##### DATA RECORDS #####

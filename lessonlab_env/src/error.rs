//! Error types for the LessonLab environment and engine boundary.

use thiserror::Error;

/// Errors that can surface at the engine boundary.
///
/// None of these ever propagate into the host as a panic: the engine turns
/// them into contract-violation log lines and keeps accepting commands.
#[derive(Debug, Error)]
pub enum SimError {
    /// No module with this id is registered
    #[error("Unknown module: {0}")]
    UnknownModule(String),

    /// The mounted module has no action with this name
    #[error("Unknown action: {0}")]
    UnknownAction(String),

    /// An operation needed a mounted module but none was mounted
    #[error("No module mounted")]
    NotMounted,

    /// Module code panicked during init, transition or an action
    #[error("Module panicked: {0}")]
    ModulePanicked(String),

    /// Module returned an invalid or unserializable state
    #[error("Invalid snapshot: {0}")]
    InvalidSnapshot(String),

    /// A module or engine configuration was rejected
    #[error("Invalid config: {0}")]
    InvalidConfig(String),

    /// File export failed
    #[error("I/O error: {0}")]
    Io(#[from] std::io::Error),
}

impl SimError {
    /// Creates an invalid-config error.
    pub fn config(msg: impl Into<String>) -> Self {
        Self::InvalidConfig(msg.into())
    }

    /// Creates an invalid-snapshot error.
    pub fn snapshot(msg: impl std::fmt::Display) -> Self {
        Self::InvalidSnapshot(msg.to_string())
    }
}
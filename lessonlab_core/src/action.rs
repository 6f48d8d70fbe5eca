//! Named action tables: operator controls and fault injection.
//!
//! Every control or fault a module offers is an explicit entry in an
//! [`ActionTable`], dispatched by name. There is no feature detection: a
//! module without faults simply has an empty table.
//!
//! # Fault rules
//!
//! - A fault only touches the state of the module it belongs to. Tick,
//!   mount and log invariants belong to the engine and are out of reach.
//! - A fault returns a one-line description; the engine turns it into
//!   exactly one `fault`-severity log line.
//! - Sticky faults are idempotent: re-applying an active condition reports
//!   that it is already active and changes nothing. Each sticky fault has a
//!   matching `Clear` entry, and `reset()` clears everything.

use crate::journal::derive_rng;
use crate::module::{Machine, ModuleError};
use lessonlab_env::Tick;
use rand_chacha::ChaCha8Rng;
use serde::{Deserialize, Serialize};

/// What kind of action an entry is.
#[derive(Debug, Clone, Copy, PartialEq, Eq, Hash, Serialize, Deserialize)]
#[serde(rename_all = "snake_case")]
pub enum ActionKind {
    /// Ordinary operator toggle (not a fault)
    Control,

    /// Applies once (e.g. "corrupt next write")
    OneShot,

    /// Toggles a persistent condition until cleared or reset
    Sticky,

    /// Clears one or more sticky conditions
    Clear,
}

impl ActionKind {
    /// Returns true for the three fault kinds.
    pub fn is_fault(&self) -> bool {
        !matches!(self, ActionKind::Control)
    }
}

/// Presentation-facing description of one action.
#[derive(Debug, Clone, PartialEq, Eq, Serialize, Deserialize)]
pub struct ActionSpec {
    /// Dispatch name (e.g. `partition_node_4`)
    pub name: String,

    /// Human label (e.g. "Partition node 4")
    pub label: String,

    pub kind: ActionKind,
}

/// Context handed to an action body.
///
/// Offers a reproducible RNG derived from the module seed, the current tick
/// and how many actions were applied since the last init.
pub struct ActionCx {
    seed: u64,
    tick: Tick,
    invocation: u64,
}

impl ActionCx {
    pub fn new(seed: u64, tick: Tick, invocation: u64) -> Self {
        Self {
            seed,
            tick,
            invocation,
        }
    }

    /// Tick at which the action is applied.
    pub fn tick(&self) -> Tick {
        self.tick
    }

    pub fn rng(&self) -> ChaCha8Rng {
        derive_rng(self.seed ^ 0xa5a5_5a5a_c3c3_3c3c, self.tick, self.invocation)
    }
}

/// Body of an action: mutates the typed state and describes what it did.
pub type ActionFn<M> = Box<
    dyn Fn(&M, &mut <M as Machine>::State, &mut ActionCx) -> Result<String, ModuleError>
        + Send
        + Sync,
>;

/// Ordered table of named actions for one machine type.
pub struct ActionTable<M: Machine> {
    entries: Vec<(ActionSpec, ActionFn<M>)>,
}

impl<M: Machine> ActionTable<M> {
    pub fn new() -> Self {
        Self {
            entries: Vec::new(),
        }
    }

    /// Builder form of [`ActionTable::push`].
    pub fn with<F>(mut self, name: impl Into<String>, label: impl Into<String>, kind: ActionKind, f: F) -> Self
    where
        F: Fn(&M, &mut M::State, &mut ActionCx) -> Result<String, ModuleError> + Send + Sync + 'static,
    {
        self.push(name, label, kind, f);
        self
    }

    /// Registers an action. A later entry with the same name shadows nothing:
    /// lookups return the first match, so names must be unique.
    pub fn push<F>(&mut self, name: impl Into<String>, label: impl Into<String>, kind: ActionKind, f: F)
    where
        F: Fn(&M, &mut M::State, &mut ActionCx) -> Result<String, ModuleError> + Send + Sync + 'static,
    {
        let spec = ActionSpec {
            name: name.into(),
            label: label.into(),
            kind,
        };
        debug_assert!(
            self.get(&spec.name).is_none(),
            "duplicate action name {}",
            spec.name
        );
        self.entries.push((spec, Box::new(f)));
    }

    /// Looks up an action by name.
    pub fn get(&self, name: &str) -> Option<(&ActionSpec, &ActionFn<M>)> {
        self.entries
            .iter()
            .find(|(spec, _)| spec.name == name)
            .map(|(spec, f)| (spec, f))
    }

    /// Enumerates the catalog in registration order.
    pub fn specs(&self) -> Vec<ActionSpec> {
        self.entries.iter().map(|(spec, _)| spec.clone()).collect()
    }

    pub fn len(&self) -> usize {
        self.entries.len()
    }

    pub fn is_empty(&self) -> bool {
        self.entries.is_empty()
    }
}

impl<M: Machine> Default for ActionTable<M> {
    fn default() -> Self {
        Self::new()
    }
}
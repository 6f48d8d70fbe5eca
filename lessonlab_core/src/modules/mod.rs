//! Lesson state machines.
//!
//! Hardware: [`bits`], [`gates`], [`cpu`], [`memory`], [`cache`].
//! Backend: [`request`], [`tcp`], [`database`], [`btree`], [`balancer`].
//! Distributed: [`consensus`].

pub mod balancer;
pub mod bits;
pub mod btree;
pub mod cache;
pub mod consensus;
pub mod cpu;
pub mod database;
pub mod gates;
pub mod memory;
pub mod request;
pub mod tcp;
//! Database: a small `users` table answering one query per tick.
//!
//! The table opens with five rows. Each tick runs the next query: one an
//! operator queued through a control, otherwise the next step of a fixed
//! workload (select all, filter by age, look up by city, insert). Every
//! result reports how many rows the engine had to examine, which is what
//! the city index is for: with it a city lookup touches only matching
//! rows, without it every row is scanned.
//!
//! Faults:
//! - `drop_index` (sticky): city lookups fall back to a full scan until
//!   `rebuild_index`.
//! - `lock_table` (sticky): inserts wait for the lock, and give up once
//!   `max_waiting` are queued, until `release_lock` applies them.

use crate::action::{ActionKind, ActionTable};
use crate::journal::StepCx;
use crate::module::{Machine, ModuleDescriptor, ModuleError};
use crate::snapshot::Snapshot;
use lessonlab_env::SimError;
use rand::seq::SliceRandom;
use rand::Rng;
use rand_chacha::ChaCha8Rng;
use serde::{Deserialize, Serialize};
use std::collections::{BTreeMap, VecDeque};

pub const ID: &str = "database";
pub const TITLE: &str = "How databases store and find data";

const INSERT_SALT: u64 = 0xdb1;

/// Queries an operator may queue ahead of the workload
const MAX_QUEUED: usize = 8;

const NAMES: [&str; 4] = ["Fatima", "Carlos", "Mei", "Arjun"];
const CITIES: [&str; 4] = ["Lagos", "Accra", "Cairo", "Nairobi"];

#[derive(Debug, Clone, PartialEq, Eq, Serialize, Deserialize)]
pub struct Row {
    pub id: u64,
    pub name: String,
    pub age: u32,
    pub city: String,
}

impl Row {
    fn new(id: u64, name: &str, age: u32, city: &str) -> Self {
        Self {
            id,
            name: name.to_string(),
            age,
            city: city.to_string(),
        }
    }
}

#[derive(Debug, Clone, Serialize, Deserialize)]
pub struct DatabaseConfig {
    /// Table contents at init
    pub seed_rows: Vec<Row>,

    /// Inserts are refused once the table holds this many rows
    pub max_rows: usize,

    /// Inserts that may wait on a locked table
    pub max_waiting: usize,

    /// Fixed cost of parsing and planning a query
    pub base_us: u64,

    /// Cost of examining one row
    pub row_us: u64,
}

impl Default for DatabaseConfig {
    fn default() -> Self {
        Self {
            seed_rows: vec![
                Row::new(1, "Amara", 28, "Lagos"),
                Row::new(2, "Kwame", 22, "Accra"),
                Row::new(3, "Zainab", 31, "Lagos"),
                Row::new(4, "Tobias", 19, "Nairobi"),
                Row::new(5, "Priya", 26, "Lagos"),
            ],
            max_rows: 32,
            max_waiting: 3,
            base_us: 200,
            row_us: 150,
        }
    }
}

impl DatabaseConfig {
    pub fn validate(&self) -> Result<(), SimError> {
        if self.seed_rows.len() > self.max_rows || self.max_rows > 1024 {
            return Err(SimError::config(format!(
                "database: {} seed rows against max_rows {} (limit 1024)",
                self.seed_rows.len(),
                self.max_rows
            )));
        }
        if self.seed_rows.windows(2).any(|w| w[0].id >= w[1].id) {
            return Err(SimError::config("database: seed row ids must be strictly ascending"));
        }
        if self.max_waiting == 0 || self.row_us == 0 {
            return Err(SimError::config("database: max_waiting and row_us must be non-zero"));
        }
        Ok(())
    }
}

/// One statement against `users`.
#[derive(Debug, Clone, PartialEq, Eq, Serialize, Deserialize)]
#[serde(tag = "op", content = "arg", rename_all = "snake_case")]
pub enum Query {
    SelectAll,
    AgeOver(u32),
    CityIs(String),
    Insert,
}

impl Query {
    /// The workload the lesson cycles through when nothing is queued.
    pub fn workload() -> [Query; 4] {
        [
            Query::SelectAll,
            Query::AgeOver(25),
            Query::CityIs("Lagos".to_string()),
            Query::Insert,
        ]
    }

    pub fn sql(&self) -> String {
        match self {
            Query::SelectAll => "SELECT * FROM users".to_string(),
            Query::AgeOver(age) => format!("SELECT * FROM users WHERE age > {}", age),
            Query::CityIs(city) => format!("SELECT * FROM users WHERE city = \"{}\"", city),
            Query::Insert => "INSERT INTO users (name, age, city) VALUES (...)".to_string(),
        }
    }
}

/// What the last query did.
#[derive(Debug, Clone, PartialEq, Eq, Serialize, Deserialize)]
pub struct QueryResult {
    pub sql: String,

    /// Ids of the returned or inserted rows
    pub rows: Vec<u64>,

    pub rows_examined: usize,
    pub used_index: bool,
    pub micros: u64,

    /// Why the statement did not apply, if it did not
    #[serde(skip_serializing_if = "Option::is_none")]
    pub refused: Option<String>,
}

#####

*WHAT IS NEEDED*
Copy, please, exactly the lines that start at the first line of the data and end at the line containing "configuration was rejected", both kept and no others.

*OUTPUT FOR THIS TASK*
filename lessonlab_env/src/error.rs
//! Error types for the LessonLab environment and engine boundary.

use thiserror::Error;

/// Errors that can surface at the engine boundary.
///
/// None of these ever propagate into the host as a panic: the engine turns
/// them into contract-violation log lines and keeps accepting commands.
#[derive(Debug, Error)]
pub enum SimError {
    /// No module with this id is registered
    #[error("Unknown module: {0}")]
    UnknownModule(String),

    /// The mounted module has no action with this name
    #[error("Unknown action: {0}")]
    UnknownAction(String),

    /// An operation needed a mounted module but none was mounted
    #[error("No module mounted")]
    NotMounted,

    /// Module code panicked during init, transition or an action
    #[error("Module panicked: {0}")]
    ModulePanicked(String),

    /// Module returned an invalid or unserializable state
    #[error("Invalid snapshot: {0}")]
    InvalidSnapshot(String),

    /// A module or engine configuration was rejected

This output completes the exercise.